---------- SUPPLIED RECORDS ----------
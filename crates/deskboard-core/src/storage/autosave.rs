//! Debounced note persistence.
//!
//! Every edit to a note restarts that note's quiet window. When the window
//! elapses without further edits the accumulated patch is handed back for
//! saving. Notes are tracked independently, so editing one never delays or
//! drops another's pending save.

use crate::records::NotePatch;
use std::collections::HashMap;
use std::time::{Duration, Instant};

/// Quiet period before an edited note is saved.
pub const DEFAULT_AUTOSAVE_DEBOUNCE_MS: u64 = 1000;

#[derive(Debug)]
struct PendingSave {
    patch: NotePatch,
    due: Instant,
}

/// Per-note debounce timers for note edits.
#[derive(Debug)]
pub struct NoteAutoSaver {
    delay: Duration,
    pending: HashMap<String, PendingSave>,
}

impl Default for NoteAutoSaver {
    fn default() -> Self {
        Self::new(Duration::from_millis(DEFAULT_AUTOSAVE_DEBOUNCE_MS))
    }
}

impl NoteAutoSaver {
    pub fn new(delay: Duration) -> Self {
        Self {
            delay,
            pending: HashMap::new(),
        }
    }

    pub fn set_delay(&mut self, delay: Duration) {
        self.delay = delay;
    }

    pub fn delay(&self) -> Duration {
        self.delay
    }

    /// Record an edit to `note_id` and restart its window.
    pub fn schedule(&mut self, note_id: &str, patch: NotePatch) {
        self.schedule_at(note_id, patch, Instant::now());
    }

    /// Record an edit made at `now`.
    ///
    /// Fields in `patch` overwrite the same fields of any pending edit for
    /// this note; the window restarts from `now`.
    pub fn schedule_at(&mut self, note_id: &str, patch: NotePatch, now: Instant) {
        let due = now + self.delay;
        let patch = match self.pending.remove(note_id) {
            Some(prior) => prior.patch.merge(patch),
            None => patch,
        };
        self.pending.insert(note_id.to_string(), PendingSave { patch, due });
    }

    /// Remove and return the edits whose window has elapsed at `now`.
    pub fn take_due(&mut self, now: Instant) -> Vec<(String, NotePatch)> {
        let due: Vec<String> = self
            .pending
            .iter()
            .filter(|(_, p)| p.due <= now)
            .map(|(id, _)| id.clone())
            .collect();
        due.into_iter()
            .filter_map(|id| self.pending.remove(&id).map(|p| (id, p.patch)))
            .collect()
    }

    /// Remove and return every pending edit regardless of timing.
    pub fn flush_all(&mut self) -> Vec<(String, NotePatch)> {
        self.pending.drain().map(|(id, p)| (id, p.patch)).collect()
    }

    /// Drop the pending edit for `note_id`, if any.
    pub fn cancel(&mut self, note_id: &str) -> Option<NotePatch> {
        self.pending.remove(note_id).map(|p| p.patch)
    }

    pub fn is_pending(&self, note_id: &str) -> bool {
        self.pending.contains_key(note_id)
    }

    /// The unsaved edit for `note_id`.
    pub fn pending(&self, note_id: &str) -> Option<&NotePatch> {
        self.pending.get(note_id).map(|p| &p.patch)
    }

    pub fn pending_count(&self) -> usize {
        self.pending.len()
    }

    /// Earliest moment a pending edit becomes due.
    pub fn next_due(&self) -> Option<Instant> {
        self.pending.values().map(|p| p.due).min()
    }
}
----------
GOAL OF THE EXERCISE: Only the lines from the one containing "pub fn pending_count(&self)" through the end of the listing should be copied, and they should be copied exactly.

OUTPUT:
    pub fn pending_count(&self) -> usize {
        self.pending.len()
    }

    /// Earliest moment a pending edit becomes due.
    pub fn next_due(&self) -> Option<Instant> {
        self.pending.values().map(|p| p.due).min()
    }
}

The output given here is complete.